GOAL OF THE EXERCISE: Only the lines below from the one containing "pub fn source(&self)" to the one containing "any reduction work." should be repeated, both included and unchanged.

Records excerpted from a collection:

--

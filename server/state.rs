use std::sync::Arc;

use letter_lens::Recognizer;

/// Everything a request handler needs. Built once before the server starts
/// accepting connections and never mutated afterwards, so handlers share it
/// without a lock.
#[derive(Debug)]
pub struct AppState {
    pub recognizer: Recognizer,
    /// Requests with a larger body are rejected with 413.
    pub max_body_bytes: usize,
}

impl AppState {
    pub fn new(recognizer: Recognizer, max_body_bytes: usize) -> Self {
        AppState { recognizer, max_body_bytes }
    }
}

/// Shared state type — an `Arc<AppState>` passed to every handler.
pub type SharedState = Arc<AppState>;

--

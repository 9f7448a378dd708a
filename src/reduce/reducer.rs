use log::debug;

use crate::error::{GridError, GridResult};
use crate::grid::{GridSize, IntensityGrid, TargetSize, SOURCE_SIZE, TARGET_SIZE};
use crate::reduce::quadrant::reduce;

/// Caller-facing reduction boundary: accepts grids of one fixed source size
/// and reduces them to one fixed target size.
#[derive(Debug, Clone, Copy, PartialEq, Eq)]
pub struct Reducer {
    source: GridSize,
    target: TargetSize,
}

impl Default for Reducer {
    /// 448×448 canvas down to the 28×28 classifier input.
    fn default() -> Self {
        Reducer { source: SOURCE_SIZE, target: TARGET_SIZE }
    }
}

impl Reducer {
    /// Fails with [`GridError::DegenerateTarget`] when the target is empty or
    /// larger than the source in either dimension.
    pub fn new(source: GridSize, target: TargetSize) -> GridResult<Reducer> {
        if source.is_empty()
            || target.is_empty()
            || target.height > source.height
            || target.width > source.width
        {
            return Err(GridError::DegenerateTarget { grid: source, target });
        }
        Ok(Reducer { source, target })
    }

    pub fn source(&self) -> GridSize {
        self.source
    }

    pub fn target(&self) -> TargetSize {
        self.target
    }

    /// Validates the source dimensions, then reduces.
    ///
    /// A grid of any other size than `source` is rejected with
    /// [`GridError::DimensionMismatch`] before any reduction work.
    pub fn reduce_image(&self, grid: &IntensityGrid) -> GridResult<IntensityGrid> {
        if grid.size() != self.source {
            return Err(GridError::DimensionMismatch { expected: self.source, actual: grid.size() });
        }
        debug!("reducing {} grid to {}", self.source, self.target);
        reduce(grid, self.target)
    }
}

--

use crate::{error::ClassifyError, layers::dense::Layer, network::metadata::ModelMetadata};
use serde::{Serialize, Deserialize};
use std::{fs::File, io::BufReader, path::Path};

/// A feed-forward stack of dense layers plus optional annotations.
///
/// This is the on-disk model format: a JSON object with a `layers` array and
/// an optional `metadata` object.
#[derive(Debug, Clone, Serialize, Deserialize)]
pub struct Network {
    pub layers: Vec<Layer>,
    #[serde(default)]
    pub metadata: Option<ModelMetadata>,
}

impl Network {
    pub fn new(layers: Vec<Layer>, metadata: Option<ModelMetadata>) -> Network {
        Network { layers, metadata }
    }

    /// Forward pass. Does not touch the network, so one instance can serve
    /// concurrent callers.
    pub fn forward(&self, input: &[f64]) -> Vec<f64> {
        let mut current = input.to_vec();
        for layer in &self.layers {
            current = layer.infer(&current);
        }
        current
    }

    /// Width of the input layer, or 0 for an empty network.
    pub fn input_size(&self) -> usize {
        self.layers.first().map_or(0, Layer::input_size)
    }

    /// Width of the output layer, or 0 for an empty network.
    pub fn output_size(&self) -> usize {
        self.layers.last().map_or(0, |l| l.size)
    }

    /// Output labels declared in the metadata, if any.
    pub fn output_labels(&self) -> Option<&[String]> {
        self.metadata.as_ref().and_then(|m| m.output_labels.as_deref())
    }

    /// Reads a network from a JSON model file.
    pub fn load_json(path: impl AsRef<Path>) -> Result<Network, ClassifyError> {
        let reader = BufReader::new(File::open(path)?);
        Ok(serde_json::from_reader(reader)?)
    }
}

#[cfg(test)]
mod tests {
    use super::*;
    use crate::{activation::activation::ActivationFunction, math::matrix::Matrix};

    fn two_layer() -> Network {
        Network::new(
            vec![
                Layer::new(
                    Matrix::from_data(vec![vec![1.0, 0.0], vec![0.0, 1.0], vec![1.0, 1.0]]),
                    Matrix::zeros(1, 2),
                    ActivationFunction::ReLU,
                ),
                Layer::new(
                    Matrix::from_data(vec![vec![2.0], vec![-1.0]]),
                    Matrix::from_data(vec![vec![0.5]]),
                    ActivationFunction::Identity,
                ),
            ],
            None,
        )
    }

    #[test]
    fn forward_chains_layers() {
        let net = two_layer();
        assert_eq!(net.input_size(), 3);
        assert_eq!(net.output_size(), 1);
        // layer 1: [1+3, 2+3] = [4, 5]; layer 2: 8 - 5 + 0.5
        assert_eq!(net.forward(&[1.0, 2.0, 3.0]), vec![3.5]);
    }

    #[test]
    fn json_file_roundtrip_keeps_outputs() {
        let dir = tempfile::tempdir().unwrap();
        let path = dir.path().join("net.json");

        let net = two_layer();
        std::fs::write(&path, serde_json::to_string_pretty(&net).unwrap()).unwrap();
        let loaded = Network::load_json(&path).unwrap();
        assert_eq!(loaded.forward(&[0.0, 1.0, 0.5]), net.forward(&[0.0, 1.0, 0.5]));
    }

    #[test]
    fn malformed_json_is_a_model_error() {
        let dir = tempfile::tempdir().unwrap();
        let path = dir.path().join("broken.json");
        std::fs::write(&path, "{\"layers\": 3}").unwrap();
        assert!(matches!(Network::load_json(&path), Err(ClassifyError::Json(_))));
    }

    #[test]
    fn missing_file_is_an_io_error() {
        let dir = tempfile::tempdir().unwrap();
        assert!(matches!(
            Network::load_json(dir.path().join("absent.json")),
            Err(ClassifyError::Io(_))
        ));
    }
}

--

ANSWER BOX:
    pub fn source(&self) -> GridSize {
        self.source
    }

    pub fn target(&self) -> TargetSize {
        self.target
    }

    /// Validates the source dimensions, then reduces.
    ///
    /// A grid of any other size than `source` is rejected with
    /// [`GridError::DimensionMismatch`] before any reduction work.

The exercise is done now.